Now on the Mexican side of the Rio Grande across from El Paso, Texas, she's anxiously awaiting a pending U.S. Supreme Court decision on asylum restrictions expected to affect her and thousands of other migrants at crossings along some 1,900 miles (3,100 kilometers) of border from Texas to California. And she's doing so while living outside as winter temperatures plunge over much of the U.S. and across the border.
She told of fleeing economic hardship only to find more hardship, such as now having to shiver through temperatures colder than any she's ever experienced.

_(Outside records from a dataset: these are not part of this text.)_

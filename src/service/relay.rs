//! Relay service: validates triggers and spawns sessions.

use std::sync::Arc;

use crate::client::ControlConnector;
use crate::domain::{
    ActionRequest, EventBus, Intensity, LinearTarget, SessionId, SessionOutcome, TriggerArgs,
    TriggerOptions,
};
use crate::error::RelayError;
use crate::session::SessionOrchestrator;

/// Stateless, re-entrant trigger front door.
///
/// Every trigger gets its own session with its own connection; concurrent
/// triggers never share state beyond the connector and the event bus.
#[derive(Debug)]
pub struct Relay<K> {
    connector: Arc<K>,
    event_bus: EventBus,
}

impl<K> Clone for Relay<K> {
    fn clone(&self) -> Self {
        Self {
            connector: Arc::clone(&self.connector),
            event_bus: self.event_bus.clone(),
        }
    }
}

impl<K: ControlConnector> Relay<K> {
    /// Creates a relay connecting through `connector`.
    #[must_use]
    pub fn new(connector: Arc<K>, event_bus: EventBus) -> Self {
        Self {
            connector,
            event_bus,
        }
    }

    /// Returns a reference to the inner [`EventBus`].
    #[must_use]
    pub fn event_bus(&self) -> &EventBus {
        &self.event_bus
    }

    /// Fire-and-forget trigger: validates `options`, spawns the session and
    /// returns its identifier without waiting for it.
    ///
    /// Must be called from within a tokio runtime.
    ///
    /// # Errors
    ///
    /// Returns a validation error ([`RelayError::InvalidAddress`] or
    /// [`RelayError::InvalidRequest`]) before anything is spawned. Failures
    /// after that point are only logged.
    pub fn trigger(&self, options: TriggerOptions) -> Result<SessionId, RelayError> {
        let orchestrator = self.prepare(options)?;
        let session_id = orchestrator.id();
        tokio::spawn(orchestrator.run());
        Ok(session_id)
    }

    /// Positional form of [`Relay::trigger`].
    ///
    /// # Errors
    ///
    /// Same as [`Relay::trigger`].
    pub fn trigger_with(
        &self,
        connect_address: impl Into<String>,
        timeout_ms: u64,
        vibrate: Option<Intensity>,
        linear: Option<LinearTarget>,
        linear_duration_ms: Option<u64>,
    ) -> Result<SessionId, RelayError> {
        self.trigger(
            TriggerArgs(
                connect_address.into(),
                timeout_ms,
                vibrate,
                linear,
                linear_duration_ms,
            )
            .into(),
        )
    }

    /// Runs one session to completion and returns how it ended.
    ///
    /// The delayed stop, if armed, still runs in the background after this
    /// returns.
    ///
    /// # Errors
    ///
    /// Returns a validation error if `options` are rejected.
    pub async fn run(&self, options: TriggerOptions) -> Result<SessionOutcome, RelayError> {
        let orchestrator = self.prepare(options)?;
        Ok(orchestrator.run().await)
    }

    fn prepare(&self, options: TriggerOptions) -> Result<SessionOrchestrator<K>, RelayError> {
        let request = ActionRequest::try_from(options).inspect_err(|err| {
            tracing::warn!(error = %err, "trigger rejected");
        })?;
        Ok(SessionOrchestrator::new(
            Arc::clone(&self.connector),
            request,
            self.event_bus.clone(),
        ))
    }
}
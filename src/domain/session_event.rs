//! Diagnostic events emitted over a session's lifetime.
//!
//! Every state change and every command a session sends emits a
//! [`SessionEvent`] through the [`super::EventBus`]. Hosts and tests
//! subscribe to observe a session's trace; nothing depends on anyone
//! listening.

use chrono::{DateTime, Utc};
use serde::Serialize;

use super::{Capability, SessionId, SessionOutcome, SessionState};

/// Domain event emitted by a session.
#[derive(Debug, Clone, Serialize)]
#[serde(tag = "event_type", rename_all = "snake_case")]
pub enum SessionEvent {
    /// The session moved to a new state.
    StateChanged {
        /// Session identifier.
        session_id: SessionId,
        /// New state.
        state: SessionState,
        /// Transition timestamp.
        timestamp: DateTime<Utc>,
    },

    /// The control server announced a device.
    DeviceDiscovered {
        /// Session identifier.
        session_id: SessionId,
        /// Server-assigned device index.
        device_index: u32,
        /// Device name.
        device_name: String,
        /// Classification against the session's request.
        capability: Capability,
        /// Discovery timestamp.
        timestamp: DateTime<Utc>,
    },

    /// The action command was accepted by the control server.
    CommandDispatched {
        /// Session identifier.
        session_id: SessionId,
        /// Target device index.
        device_index: u32,
        /// `"vibrate"` or `"linear"`.
        action: String,
        /// Dispatch timestamp.
        timestamp: DateTime<Utc>,
    },

    /// The action command could not be submitted.
    CommandFailed {
        /// Session identifier.
        session_id: SessionId,
        /// Target device index.
        device_index: u32,
        /// Error description.
        reason: String,
        /// Failure timestamp.
        timestamp: DateTime<Utc>,
    },

    /// The control server reported that scanning finished.
    ScanningFinished {
        /// Session identifier.
        session_id: SessionId,
        /// Notification timestamp.
        timestamp: DateTime<Utc>,
    },

    /// The delayed stop fired and a stop command was sent.
    StopIssued {
        /// Session identifier.
        session_id: SessionId,
        /// Device that was stopped.
        device_index: u32,
        /// Whether the control server accepted the stop.
        accepted: bool,
        /// Stop timestamp.
        timestamp: DateTime<Utc>,
    },

    /// The session reached its terminal state.
    SessionClosed {
        /// Session identifier.
        session_id: SessionId,
        /// How the session ended.
        outcome: SessionOutcome,
        /// Close timestamp.
        timestamp: DateTime<Utc>,
    },
}

impl SessionEvent {
    /// Returns the session ID associated with this event.
    #[must_use]
    pub fn session_id(&self) -> SessionId {
        match self {
            Self::StateChanged { session_id, .. }
            | Self::DeviceDiscovered { session_id, .. }
            | Self::CommandDispatched { session_id, .. }
            | Self::CommandFailed { session_id, .. }
            | Self::ScanningFinished { session_id, .. }
            | Self::StopIssued { session_id, .. }
            | Self::SessionClosed { session_id, .. } => *session_id,
        }
    }

    /// Returns the event type as a static string slice.
    #[must_use]
    pub const fn event_type_str(&self) -> &'static str {
        match self {
            Self::StateChanged { .. } => "state_changed",
            Self::DeviceDiscovered { .. } => "device_discovered",
            Self::CommandDispatched { .. } => "command_dispatched",
            Self::CommandFailed { .. } => "command_failed",
            Self::ScanningFinished { .. } => "scanning_finished",
            Self::StopIssued { .. } => "stop_issued",
            Self::SessionClosed { .. } => "session_closed",
        }
    }
}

Immigrants warm by a fire at dawn after spending a night alongside the U.S.-Mexico border fence on December 22, 2022 in El Paso, Texas. (Photo by John Moore/Getty Images)
"Riding the train was bad. Here the situation is even worse. You just turn yourself over to God’s mercy," said Garcés, who left a school-aged daughter behind, hoping to reach the U.S. with her husband.
Their savings exhausted, some days they don’t eat. And on Thursday, Garcés waited and watched as hundreds of migrants formed a line to gradually pass through a gate in the border fence for processing by U.S. immigration officials. She fears immediate deportation under current asylum restrictions and doesn’t dare cross the shallow waters of the Rio Grande within view.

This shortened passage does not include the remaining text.